After the collapse of the Habsburg empire at the end of World War I, Trieste was again joined to Italy.  When the Fascists came to power in 1922, they viewed Triestes as important “for the economic and political expansion of Italy in the Central Danube hinterlands”.  It was annexed by the Germans near the end of World War II.  For a brief period after WWII, it was a Free Territory, overseen by the United Nations until 1954, when the port city was again returned to Italy and the adjacent parts of the region were given to the then Yugoslavia.

The Book

This is not a travelog – a here’s-where-we-went-and-here’s-what-we-saw narrative.  Morris is a knowledgeable and engaging guide.  She organized the book in short chapters that focus on different aspects of Trieste and the surrounding region.  Each chapter is a mix of history, descriptions of the current scene, personal reflections, and stories. 

Painting a Picture with Words

The ability to describe a location is a basic requirement for any successful travel writer.  Jan Morris does it with seeming ease, painting a broad picture, zooming in on the finer details, and bringing a touch of humor. 

The Grand Canal in Trieste
The Grand Canal in Trieste
Image source: lelongweekend.com

Here is her description of the Grand Canal and its environs. 

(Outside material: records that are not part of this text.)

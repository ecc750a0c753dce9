use std::env;
use std::net::SocketAddr;
use std::path::PathBuf;
use std::time::Duration;

use thiserror::Error;

const DEFAULT_BIND_ADDR: &str = "127.0.0.1:3000";
const DEFAULT_LOG_FILTER: &str = "info";
const DEFAULT_REQUEST_TIMEOUT_MS: u64 = 10_000;

pub const ENV_BIND_ADDR: &str = "ESCOLA_GOALS_BIND_ADDR";
pub const ENV_LOG_FILTER: &str = "ESCOLA_GOALS_LOG_FILTER";
pub const ENV_LOG_FORMAT: &str = "ESCOLA_GOALS_LOG_FORMAT";
pub const ENV_STORE_PATH: &str = "ESCOLA_GOALS_STORE_PATH";
pub const ENV_REQUEST_TIMEOUT_MS: &str = "ESCOLA_GOALS_REQUEST_TIMEOUT_MS";

#[derive(Debug, Clone, Copy, PartialEq, Eq)]
pub enum LogFormat {
    Pretty,
    Json,
}

impl LogFormat {
    fn parse(raw: &str) -> Option<Self> {
        match raw.trim().to_ascii_lowercase().as_str() {
            "pretty" | "text" => Some(Self::Pretty),
            "json" => Some(Self::Json),
            _ => None,
        }
    }
}

#[derive(Debug, Clone)]
pub struct Config {
    pub bind_addr: SocketAddr,
    pub log_filter: String,
    pub log_format: LogFormat,
    pub goal_store_path: Option<PathBuf>,
    pub request_timeout: Duration,
}

#[derive(Debug, Error)]
pub enum ConfigError {
    #[error("invalid ESCOLA_GOALS_BIND_ADDR value '{value}': {source}")]
    InvalidBindAddr {
        value: String,
        source: std::net::AddrParseError,
    },
    #[error("invalid ESCOLA_GOALS_LOG_FORMAT value '{value}': expected 'pretty' or 'json'")]
    InvalidLogFormat { value: String },
    #[error("invalid ESCOLA_GOALS_REQUEST_TIMEOUT_MS value '{value}': {source}")]
    InvalidRequestTimeout {
        value: String,
        source: std::num::ParseIntError,
    },
}

impl Config {
    pub fn from_env() -> Result<Self, ConfigError> {
        let bind_addr_raw =
            env_non_empty(ENV_BIND_ADDR).unwrap_or_else(|| DEFAULT_BIND_ADDR.to_string());
        let bind_addr = bind_addr_raw
            .parse()
            .map_err(|source| ConfigError::InvalidBindAddr {
                value: bind_addr_raw,
                source,
            })?;

        let log_filter =
            env_non_empty(ENV_LOG_FILTER).unwrap_or_else(|| DEFAULT_LOG_FILTER.to_string());

        let log_format = match env_non_empty(ENV_LOG_FORMAT) {
            Some(value) => {
                LogFormat::parse(&value).ok_or(ConfigError::InvalidLogFormat { value })?
            }
            None => LogFormat::Pretty,
        };

        let goal_store_path = env_non_empty(ENV_STORE_PATH).map(PathBuf::from);

        let request_timeout = match env_non_empty(ENV_REQUEST_TIMEOUT_MS) {
            Some(value) => {
                let millis = value.parse::<u64>().map_err(|source| {
                    ConfigError::InvalidRequestTimeout {
                        value: value.clone(),
                        source,
                    }
                })?;
                Duration::from_millis(millis.max(1))
            }
            None => Duration::from_millis(DEFAULT_REQUEST_TIMEOUT_MS),
        };

        Ok(Self {
            bind_addr,
            log_filter,
            log_format,
            goal_store_path,
            request_timeout,
        })
    }

    pub fn for_tests() -> Self {
        Self {
            bind_addr: SocketAddr::from(([127, 0, 0, 1], 0)),
            log_filter: "debug".to_string(),
            log_format: LogFormat::Pretty,
            goal_store_path: None,
            request_timeout: Duration::from_millis(DEFAULT_REQUEST_TIMEOUT_MS),
        }
    }
}

fn env_non_empty(key: &str) -> Option<String> {
    env::var(key)
        .ok()
        .map(|value| value.trim().to_string())
        .filter(|value| !value.is_empty())
}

The city’s first eighteenth-century planners built a neat pattern of streets around a short canal, the Canal Grande, which intruded into the city from the sea and was to provide safe moorings for sea-going ships, whatever the weather.  This arrangement is still a pleasure to discover.  The canal runs inland for a few hundred yards from the bay, and it is only about thirty feet wide, but handsome Neo-classical buildings line it, and at the end there stands a dome church, with Ionic columns in a grand portico, which gives a touch of ceremony to the ensemble.  The canal is full of small boats, almost all needing a lick of paint; three or four of the most derelict, hauled out of the water at the entrance to the canal, have been so splashed with vivid paints and graffiti, and are disposed so gracefully there, that they look like works of contemporary art.  The canal quays are lively enough, if a bit shabby, and half-way up there is an outdoor market in a square, with mounds of fruit and vegetables, racks of dresses, flowers, socks and Mars bars.

Evoking the Glory Days

Jan Morris wrote several works of fiction, and her talent as a storyteller is apparent in the pages of Trieste.  In the chapter titled “Only the Band Plays On”, she vividly imagines a scene taking place in the Piazza Unità, a large public square facing the sea, in 1897. 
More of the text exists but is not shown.